*** SOURCE MATERIAL ***
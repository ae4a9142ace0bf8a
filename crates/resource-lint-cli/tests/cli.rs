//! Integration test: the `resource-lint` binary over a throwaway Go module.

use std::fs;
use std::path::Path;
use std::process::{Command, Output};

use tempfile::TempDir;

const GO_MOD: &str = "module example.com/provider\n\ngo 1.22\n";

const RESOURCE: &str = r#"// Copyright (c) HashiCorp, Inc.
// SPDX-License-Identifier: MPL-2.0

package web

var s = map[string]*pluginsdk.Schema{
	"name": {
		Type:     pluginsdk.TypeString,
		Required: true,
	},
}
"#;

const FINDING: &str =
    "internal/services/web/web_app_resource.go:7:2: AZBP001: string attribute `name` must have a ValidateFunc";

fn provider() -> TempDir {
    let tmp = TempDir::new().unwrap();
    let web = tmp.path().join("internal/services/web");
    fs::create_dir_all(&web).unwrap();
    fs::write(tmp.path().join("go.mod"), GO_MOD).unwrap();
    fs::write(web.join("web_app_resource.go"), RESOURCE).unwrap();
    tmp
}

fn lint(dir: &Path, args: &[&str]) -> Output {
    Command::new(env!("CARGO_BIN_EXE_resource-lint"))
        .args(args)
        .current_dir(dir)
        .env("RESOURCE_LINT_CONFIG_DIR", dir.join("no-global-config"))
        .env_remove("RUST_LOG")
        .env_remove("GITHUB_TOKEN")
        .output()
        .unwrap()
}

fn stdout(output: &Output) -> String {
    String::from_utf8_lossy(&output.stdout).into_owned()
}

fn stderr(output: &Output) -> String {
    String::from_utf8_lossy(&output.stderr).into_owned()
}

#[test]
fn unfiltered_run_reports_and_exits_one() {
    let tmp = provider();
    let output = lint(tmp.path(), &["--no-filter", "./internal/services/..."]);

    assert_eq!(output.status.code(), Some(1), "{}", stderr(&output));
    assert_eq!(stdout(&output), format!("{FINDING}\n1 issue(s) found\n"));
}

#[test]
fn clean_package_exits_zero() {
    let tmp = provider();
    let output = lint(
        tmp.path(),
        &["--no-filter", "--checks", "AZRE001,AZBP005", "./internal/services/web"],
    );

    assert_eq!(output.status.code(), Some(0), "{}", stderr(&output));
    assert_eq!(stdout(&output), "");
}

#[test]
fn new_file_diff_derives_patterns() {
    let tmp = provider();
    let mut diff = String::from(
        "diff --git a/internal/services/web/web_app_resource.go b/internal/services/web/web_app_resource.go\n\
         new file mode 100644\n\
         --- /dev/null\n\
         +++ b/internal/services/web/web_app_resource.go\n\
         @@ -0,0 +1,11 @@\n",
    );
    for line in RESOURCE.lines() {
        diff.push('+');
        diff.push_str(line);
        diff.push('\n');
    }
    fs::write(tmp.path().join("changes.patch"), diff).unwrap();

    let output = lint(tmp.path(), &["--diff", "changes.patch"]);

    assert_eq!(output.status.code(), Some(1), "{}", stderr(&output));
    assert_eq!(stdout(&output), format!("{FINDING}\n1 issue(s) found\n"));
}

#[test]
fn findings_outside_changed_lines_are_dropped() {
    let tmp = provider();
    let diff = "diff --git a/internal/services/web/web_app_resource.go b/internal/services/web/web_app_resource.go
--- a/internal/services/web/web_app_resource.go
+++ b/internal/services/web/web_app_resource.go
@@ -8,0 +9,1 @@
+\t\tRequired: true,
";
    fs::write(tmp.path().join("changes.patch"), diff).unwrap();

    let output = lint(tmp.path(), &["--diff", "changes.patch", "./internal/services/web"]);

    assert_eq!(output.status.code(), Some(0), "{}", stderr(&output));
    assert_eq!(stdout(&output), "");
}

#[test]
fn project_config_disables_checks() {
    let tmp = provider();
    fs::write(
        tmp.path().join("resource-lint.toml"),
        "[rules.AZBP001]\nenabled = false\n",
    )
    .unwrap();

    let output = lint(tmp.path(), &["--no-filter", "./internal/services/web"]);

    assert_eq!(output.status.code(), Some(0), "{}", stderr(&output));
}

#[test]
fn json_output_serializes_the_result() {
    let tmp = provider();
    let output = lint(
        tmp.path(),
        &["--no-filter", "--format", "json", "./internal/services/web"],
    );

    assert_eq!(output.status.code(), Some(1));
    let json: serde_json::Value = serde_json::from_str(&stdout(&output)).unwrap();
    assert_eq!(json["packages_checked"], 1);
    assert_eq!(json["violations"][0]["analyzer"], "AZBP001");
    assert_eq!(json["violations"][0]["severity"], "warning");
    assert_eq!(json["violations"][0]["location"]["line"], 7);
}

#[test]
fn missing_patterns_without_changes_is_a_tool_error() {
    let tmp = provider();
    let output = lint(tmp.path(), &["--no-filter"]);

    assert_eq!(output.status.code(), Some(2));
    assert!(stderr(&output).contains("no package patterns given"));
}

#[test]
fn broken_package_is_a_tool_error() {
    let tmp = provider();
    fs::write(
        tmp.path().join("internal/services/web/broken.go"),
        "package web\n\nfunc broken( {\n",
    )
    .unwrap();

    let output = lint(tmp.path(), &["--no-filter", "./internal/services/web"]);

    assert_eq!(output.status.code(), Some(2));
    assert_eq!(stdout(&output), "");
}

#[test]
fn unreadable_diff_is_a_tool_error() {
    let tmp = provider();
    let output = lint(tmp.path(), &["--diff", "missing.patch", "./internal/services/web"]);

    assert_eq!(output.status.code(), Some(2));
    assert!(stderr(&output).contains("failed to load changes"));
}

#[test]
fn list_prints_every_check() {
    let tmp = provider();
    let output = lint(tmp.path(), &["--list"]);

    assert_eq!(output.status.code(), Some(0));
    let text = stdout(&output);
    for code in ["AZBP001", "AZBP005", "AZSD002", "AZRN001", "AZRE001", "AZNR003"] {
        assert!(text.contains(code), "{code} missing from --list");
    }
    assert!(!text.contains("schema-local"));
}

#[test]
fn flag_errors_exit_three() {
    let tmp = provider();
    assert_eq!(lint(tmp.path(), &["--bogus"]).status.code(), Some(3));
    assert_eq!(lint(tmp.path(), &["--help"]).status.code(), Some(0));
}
***
EXERCISE DESCRIPTION: Every record is to be written out verbatim.

TASK RESPONSE:
repository ae4a9142ace0bf8a
filename crates/resource-lint-cli/tests/cli.rs
//! Integration test: the `resource-lint` binary over a throwaway Go module.

use std::fs;
use std::path::Path;
use std::process::{Command, Output};

use tempfile::TempDir;

const GO_MOD: &str = "module example.com/provider\n\ngo 1.22\n";

const RESOURCE: &str = r#"// Copyright (c) HashiCorp, Inc.
// SPDX-License-Identifier: MPL-2.0

package web

var s = map[string]*pluginsdk.Schema{
	"name": {
		Type:     pluginsdk.TypeString,
		Required: true,
	},
}
"#;

const FINDING: &str =
    "internal/services/web/web_app_resource.go:7:2: AZBP001: string attribute `name` must have a ValidateFunc";

fn provider() -> TempDir {
    let tmp = TempDir::new().unwrap();
    let web = tmp.path().join("internal/services/web");
    fs::create_dir_all(&web).unwrap();
    fs::write(tmp.path().join("go.mod"), GO_MOD).unwrap();
    fs::write(web.join("web_app_resource.go"), RESOURCE).unwrap();
    tmp
}

fn lint(dir: &Path, args: &[&str]) -> Output {
    Command::new(env!("CARGO_BIN_EXE_resource-lint"))
        .args(args)
        .current_dir(dir)
        .env("RESOURCE_LINT_CONFIG_DIR", dir.join("no-global-config"))
        .env_remove("RUST_LOG")
        .env_remove("GITHUB_TOKEN")
        .output()
        .unwrap()
}

fn stdout(output: &Output) -> String {
    String::from_utf8_lossy(&output.stdout).into_owned()
}

fn stderr(output: &Output) -> String {
    String::from_utf8_lossy(&output.stderr).into_owned()
}

#[test]
fn unfiltered_run_reports_and_exits_one() {
    let tmp = provider();
    let output = lint(tmp.path(), &["--no-filter", "./internal/services/..."]);

    assert_eq!(output.status.code(), Some(1), "{}", stderr(&output));
    assert_eq!(stdout(&output), format!("{FINDING}\n1 issue(s) found\n"));
}

#[test]
fn clean_package_exits_zero() {
    let tmp = provider();
    let output = lint(
        tmp.path(),
        &["--no-filter", "--checks", "AZRE001,AZBP005", "./internal/services/web"],
    );

    assert_eq!(output.status.code(), Some(0), "{}", stderr(&output));
    assert_eq!(stdout(&output), "");
}

#[test]
fn new_file_diff_derives_patterns() {
    let tmp = provider();
    let mut diff = String::from(
        "diff --git a/internal/services/web/web_app_resource.go b/internal/services/web/web_app_resource.go\n\
         new file mode 100644\n\
         --- /dev/null\n\
         +++ b/internal/services/web/web_app_resource.go\n\
         @@ -0,0 +1,11 @@\n",
    );
    for line in RESOURCE.lines() {
        diff.push('+');
        diff.push_str(line);
        diff.push('\n');
    }
    fs::write(tmp.path().join("changes.patch"), diff).unwrap();

    let output = lint(tmp.path(), &["--diff", "changes.patch"]);

    assert_eq!(output.status.code(), Some(1), "{}", stderr(&output));
    assert_eq!(stdout(&output), format!("{FINDING}\n1 issue(s) found\n"));
}

#[test]
fn findings_outside_changed_lines_are_dropped() {
    let tmp = provider();
    let diff = "diff --git a/internal/services/web/web_app_resource.go b/internal/services/web/web_app_resource.go
--- a/internal/services/web/web_app_resource.go
+++ b/internal/services/web/web_app_resource.go
@@ -8,0 +9,1 @@
+\t\tRequired: true,
";
    fs::write(tmp.path().join("changes.patch"), diff).unwrap();

    let output = lint(tmp.path(), &["--diff", "changes.patch", "./internal/services/web"]);

    assert_eq!(output.status.code(), Some(0), "{}", stderr(&output));
    assert_eq!(stdout(&output), "");
}

#[test]
fn project_config_disables_checks() {
    let tmp = provider();
    fs::write(
        tmp.path().join("resource-lint.toml"),
        "[rules.AZBP001]\nenabled = false\n",
    )
    .unwrap();

    let output = lint(tmp.path(), &["--no-filter", "./internal/services/web"]);

    assert_eq!(output.status.code(), Some(0), "{}", stderr(&output));
}

#[test]
fn json_output_serializes_the_result() {
    let tmp = provider();
    let output = lint(
        tmp.path(),
        &["--no-filter", "--format", "json", "./internal/services/web"],
    );

    assert_eq!(output.status.code(), Some(1));
    let json: serde_json::Value = serde_json::from_str(&stdout(&output)).unwrap();
    assert_eq!(json["packages_checked"], 1);
    assert_eq!(json["violations"][0]["analyzer"], "AZBP001");
    assert_eq!(json["violations"][0]["severity"], "warning");
    assert_eq!(json["violations"][0]["location"]["line"], 7);
}

#[test]
fn missing_patterns_without_changes_is_a_tool_error() {
    let tmp = provider();
    let output = lint(tmp.path(), &["--no-filter"]);

    assert_eq!(output.status.code(), Some(2));
    assert!(stderr(&output).contains("no package patterns given"));
}

#[test]
fn broken_package_is_a_tool_error() {
    let tmp = provider();
    fs::write(
        tmp.path().join("internal/services/web/broken.go"),
        "package web\n\nfunc broken( {\n",
    )
    .unwrap();

    let output = lint(tmp.path(), &["--no-filter", "./internal/services/web"]);

    assert_eq!(output.status.code(), Some(2));
    assert_eq!(stdout(&output), "");
}

#[test]
fn unreadable_diff_is_a_tool_error() {
    let tmp = provider();
    let output = lint(tmp.path(), &["--diff", "missing.patch", "./internal/services/web"]);

    assert_eq!(output.status.code(), Some(2));
    assert!(stderr(&output).contains("failed to load changes"));
}

#[test]
fn list_prints_every_check() {
    let tmp = provider();
    let output = lint(tmp.path(), &["--list"]);

    assert_eq!(output.status.code(), Some(0));
    let text = stdout(&output);
    for code in ["AZBP001", "AZBP005", "AZSD002", "AZRN001", "AZRE001", "AZNR003"] {
        assert!(text.contains(code), "{code} missing from --list");
    }
    assert!(!text.contains("schema-local"));
}

#[test]
fn flag_errors_exit_three() {
    let tmp = provider();
    assert_eq!(lint(tmp.path(), &["--bogus"]).status.code(), Some(3));
    assert_eq!(lint(tmp.path(), &["--help"]).status.code(), Some(0));
}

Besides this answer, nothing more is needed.